Reputation: 2712
I have a Directory(Linux/Unix) on a Apache Server with a lot of subdirectory containing lot of files like this:
- Dir - 2010_01/ - 142_78596_101_322.pdf - 12_10.pdf - ... - 2010_02/ - ...
How can i find all files with filesnames looking like: *_*_*_*.pdf
? where * is always a digit!!
I try to solve it like this:
ls -1Rl 2010-01 | grep -i '\(\d)+[_](\d)+[_](\d)+[_](\d)+[.](pdf)$' | wc -l
But the regular expression \(\d)+[_](\d)+[_](\d)+[_](\d)+[.](pdf)$
doesn't work with grep.
Edit 1: Trying ls -l 2010-03 | grep -E '(\d+_){3}\d+\.pdf' | wc -l
for example just return null. So it's dont work perfectly
Upvotes: 5
Views: 2868
Reputation: 2712
Thanks to gbchaosmaster and the wolf I find a way which work for me:
Into a Directory:
find . | grep -P "(\d+_){3}\d+\.pdf" | wc -l
At the Root Directory:
find 20*/ | grep -P "(\d+_){3}\d+\.pdf" | wc -l
Upvotes: 0
Reputation: 35512
First, you should be using egrep vs grep or call grep with -E for extended patterns.
So this works for me:
$ cat test2.txt
- Dir
- 2010_01/
- 142_78596_101_322.pdf
- 12_10.pdf
- ...
- 2010_02/
- ...
Now egrep that file:
cat test2.txt | egrep '((?:\d+_){3}(?:\d+)\.pdf$)'
- 142_78596_101_322.pdf
Since there are parenthesis around the whole pattern, the entire file name will be captured.

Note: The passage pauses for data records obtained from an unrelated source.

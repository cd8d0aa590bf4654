//! kdbg: debug-session protocol engine for notebook kernels.
//!
//! Layers, bottom up:
//! - [`transport`]: request/response and broadcast channels to a kernel
//! - [`session`]: sequencing, the readiness gate and the debugger handshake
//! - [`identity`]: content ids for cells dumped to kernel temp files
//! - [`model`]: observable debugger state
//! - [`service`]: breakpoints, stepping and inspection on top of a session

#[cfg(feature = "cli")]
pub mod cli;
pub mod error;
pub mod identity;
pub mod model;
pub mod protocol;
pub mod service;
pub mod session;
pub mod settings;
pub mod sources;
pub mod transport;

#[cfg(test)]
mod testing;

pub use error::{DebuggerError, Result};
pub use identity::{CodeIdentityRegistry, SharedIdentityRegistry};
pub use model::{DebuggerModel, ModelChange};
pub use service::{DebuggerService, DebuggerState, DebuggerStateFile};
pub use session::{DebugSession, SessionState};
pub use sources::{DebuggerSources, OpenEditors};
pub use transport::{ConnectionInfo, KernelConnection};
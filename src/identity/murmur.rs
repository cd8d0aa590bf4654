//! 32-bit MurmurHash2 over the UTF-8 bytes of a source text.
//!
//! Kernels hash dumped cells with the same function, so the output has to stay
//! bit-compatible with the kernel side (little-endian blocks, `m = 0x5bd1e995`,
//! `r = 24`).

const M: u32 = 0x5bd1_e995;
const R: u32 = 24;

/// Hash `data` with the given `seed`.
pub fn murmur2(data: &[u8], seed: u32) -> u32 {
    let mut h = seed ^ (data.len() as u32);

    let mut blocks = data.chunks_exact(4);
    for block in &mut blocks {
        let mut k = u32::from_le_bytes([block[0], block[1], block[2], block[3]]);
        k = k.wrapping_mul(M);
        k ^= k >> R;
        k = k.wrapping_mul(M);

        h = h.wrapping_mul(M) ^ k;
    }

    let tail = blocks.remainder();
    if tail.len() >= 3 {
        h ^= u32::from(tail[2]) << 16;
    }
    if tail.len() >= 2 {
        h ^= u32::from(tail[1]) << 8;
    }
    if !tail.is_empty() {
        h ^= u32::from(tail[0]);
        h = h.wrapping_mul(M);
    }

    h ^= h >> 13;
    h = h.wrapping_mul(M);
    h ^= h >> 15;
    h
}

#[cfg(test)]
mod tests {
    use super::*;

    #[test]
    fn test_empty_input_with_zero_seed() {
        assert_eq!(murmur2(b"", 0), 0);
    }

    #[test]
    fn test_known_vectors() {
        assert_eq!(murmur2(b"", 1), 1540447798);
        assert_eq!(murmur2(b"a", 0), 2456313694);
        assert_eq!(murmur2(b"x=1", 1), 3908581943);
        assert_eq!(murmur2(b"hello", 0), 3848350155);
        assert_eq!(murmur2(b"print(1)", 1), 1626409200);
        assert_eq!(murmur2(b"print(1)", 3339675911), 3773950048);
    }

    #[test]
    fn test_seed_changes_output() {
        assert_ne!(murmur2(b"x=1", 0), murmur2(b"x=1", 1));
    }
}
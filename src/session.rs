//! Debug session bound to one kernel connection.
//!
//! The session owns the sequence counter and the readiness gate. Every attach
//! recreates the gate and fires a `debugInfo` request; requests queue behind the
//! gate in submission order and are dispatched once that request has answered.
//! Debug events from the connection's iopub stream are republished untouched
//! on [`DebugSession::subscribe`].

use std::collections::BTreeSet;
use std::fmt;
use std::sync::atomic::{AtomicI64, Ordering};
use std::sync::Arc;

use parking_lot::Mutex;
use serde::Serialize;
use serde_json::Value;
use tokio::sync::{broadcast, watch};
use tokio::task::JoinHandle;
use uuid::Uuid;

use crate::error::{DebuggerError, Result};
use crate::protocol::{
    AttachArguments, Capabilities, DebugCommand, DebugInfoArguments, DebugInfoResponseBody,
    DisconnectArguments, EventMessage, ExceptionBreakpointsFilter, InitializeArguments,
    IopubMessage, Reply, RequestMessage, ResponseMessage, DEBUG_EVENT_MSG_TYPE,
};
use crate::transport::{ConnectionInfo, KernelConnection};

const EVENT_CAPACITY: usize = 256;

/// Lifecycle of a [`DebugSession`].
#[derive(Debug, Clone, Copy, PartialEq, Eq, Serialize)]
#[serde(rename_all = "snake_case")]
pub enum SessionState {
    /// No connection attached.
    Unattached,
    /// Connection attached, waiting for the `debugInfo` readiness check.
    Initializing,
    /// Readiness check answered; the debugger is not started.
    Ready,
    /// Debugger started on the kernel.
    Started,
    /// `disconnect` in flight.
    Terminating,
    Disposed,
}

impl fmt::Display for SessionState {
    fn fmt(&self, f: &mut fmt::Formatter<'_>) -> fmt::Result {
        match self {
            SessionState::Unattached => write!(f, "unattached"),
            SessionState::Initializing => write!(f, "initializing"),
            SessionState::Ready => write!(f, "ready"),
            SessionState::Started => write!(f, "started"),
            SessionState::Terminating => write!(f, "terminating"),
            SessionState::Disposed => write!(f, "disposed"),
        }
    }
}

struct SessionInner {
    state: SessionState,
    connection: Option<Arc<dyn KernelConnection>>,
    ready: Option<watch::Receiver<bool>>,
    /// Bumped on every attach so stale readiness checks and waiters can tell they lost.
    generation: u64,
    tasks: Vec<JoinHandle<()>>,
    capabilities: Option<Capabilities>,
    started: bool,
    exception_paths: Vec<String>,
    pausing_on_exceptions: BTreeSet<String>,
}

impl SessionInner {
    fn abort_tasks(&mut self) {
        for task in self.tasks.drain(..) {
            task.abort();
        }
    }

    fn settle_state(&mut self) {
        if matches!(self.state, SessionState::Disposed | SessionState::Unattached) {
            return;
        }
        self.state = if self.started {
            SessionState::Started
        } else {
            SessionState::Ready
        };
    }
}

Note that the pattern does NOT work with grep in traditional mode:
$ cat test2.txt | grep '((?:\d+_){3}(?:\d+)\.pdf$)'
... no return
But DOES work if you use the extend pattern switch (the same as calling egrep):
$ cat test2.txt | grep -E '((?:\d+_){3}(?:\d+)\.pdf$)'
- 142_78596_101_322.pdf
Upvotes: 1
Reputation: 1704
Try using find
.
The command that satisfies your specification __*_*.pdf where * is always a digit
:
find 2010_10/ -regex '__\d+_\d+\.pdf'
You seem to be wanting a sequence of 4 numbers separated by underscores, however, based on the regex that you tried.
(\d+_){3}\d+\.pdf
Or do you want to match all names containing solely numbers/underscores?
[\d_]+\.pdf
Upvotes: 3